Being elected, the Washington Commissioner was not willing to simply accept the advice and soldier on without sharing the political burden. He sent a letter requesting that HHS “own” the advice and the HHS interpretation of federal reform of association health. How do you think HHS responded before a major election? Crickets.

Even worse, HHS called and advised the Commissioner that they needed more time to think things over. The Commissioner was left dangling in the wind. At a scheduled meeting to discuss association health plan regulatory transition, the Commissioner’s office advised association plans to go about their business as though the earlier announcements had not occurred.

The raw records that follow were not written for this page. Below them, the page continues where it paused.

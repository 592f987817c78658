/// MetalRenderPass - render target handle for the Metal backend

use std::any::Any;
use std::sync::Mutex;
use metal::MTLPixelFormat;
use prism_shader::prism::{RenderPass, Result};
use prism_shader::prism_err;

/// Render pass a program draws into
///
/// The caller creates one render command encoder per frame and hands it to
/// the pass before any shader using the pass calls `begin()`.
pub struct MetalRenderPass {
    encoder: Mutex<Option<metal::RenderCommandEncoder>>,
    color_format: Option<MTLPixelFormat>,
    depth_format: Option<MTLPixelFormat>,
}

impl MetalRenderPass {
    /// Pass drawing into the device's colour format, without depth
    pub fn new() -> Self {
        Self { encoder: Mutex::new(None), color_format: None, depth_format: None }
    }

    pub fn with_color_format(mut self, format: MTLPixelFormat) -> Self {
        self.color_format = Some(format);
        self
    }

    pub fn with_depth_format(mut self, format: MTLPixelFormat) -> Self {
        self.depth_format = Some(format);
        self
    }

    pub fn color_format(&self) -> Option<MTLPixelFormat> {
        self.color_format
    }

    pub fn depth_format(&self) -> Option<MTLPixelFormat> {
        self.depth_format
    }

    /// Encoder used by the next passes of every shader bound to this render pass
    pub fn set_encoder(&self, encoder: &metal::RenderCommandEncoderRef) -> Result<()> {
        *self.lock()? = Some(encoder.to_owned());
        Ok(())
    }

    /// Drop the encoder, typically before `end_encoding()`
    pub fn clear_encoder(&self) -> Result<()> {
        *self.lock()? = None;
        Ok(())
    }

    pub(crate) fn encoder(&self) -> Result<Option<metal::RenderCommandEncoder>> {
        Ok(self.lock()?.clone())
    }

    fn lock(&self) -> Result<std::sync::MutexGuard<'_, Option<metal::RenderCommandEncoder>>> {
        self.encoder.lock().map_err(|_| {
            prism_err!("prism::metal", BackendError, "render pass encoder lock poisoned")
        })
    }
}

impl Default for MetalRenderPass {
    fn default() -> Self {
        Self::new()
    }
}

impl RenderPass for MetalRenderPass {
    fn as_any(&self) -> &dyn Any {
        self
    }
}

Whether or not you have a “dog in this hunt”, the past month’s regulatory whiplash is symptomatic of federal reform so far. You cannot ask for the creation of new agencies with new tasks due nearly as soon as the people are hired and expect an entire industry to integrate systemic changes in months in a system that operates on an annual basis. You cannot expect state regulatory agencies to set aside their daily duties while they shotgun new rules into a market already in turmoil with unemployment, recession, and ever increasing health care costs.

The strangest fact about today – Election Day – is that I am more comfortable predicting votes and election outcomes than I am of providing reliable legal advice to clients about the future of health plan regulation. Nothing breeds fear and opposition more than uncertainty. Washington State took less time to undo health care reform than was taken crafting reform; the other Washington appears to be headed down the same path for the same reasons.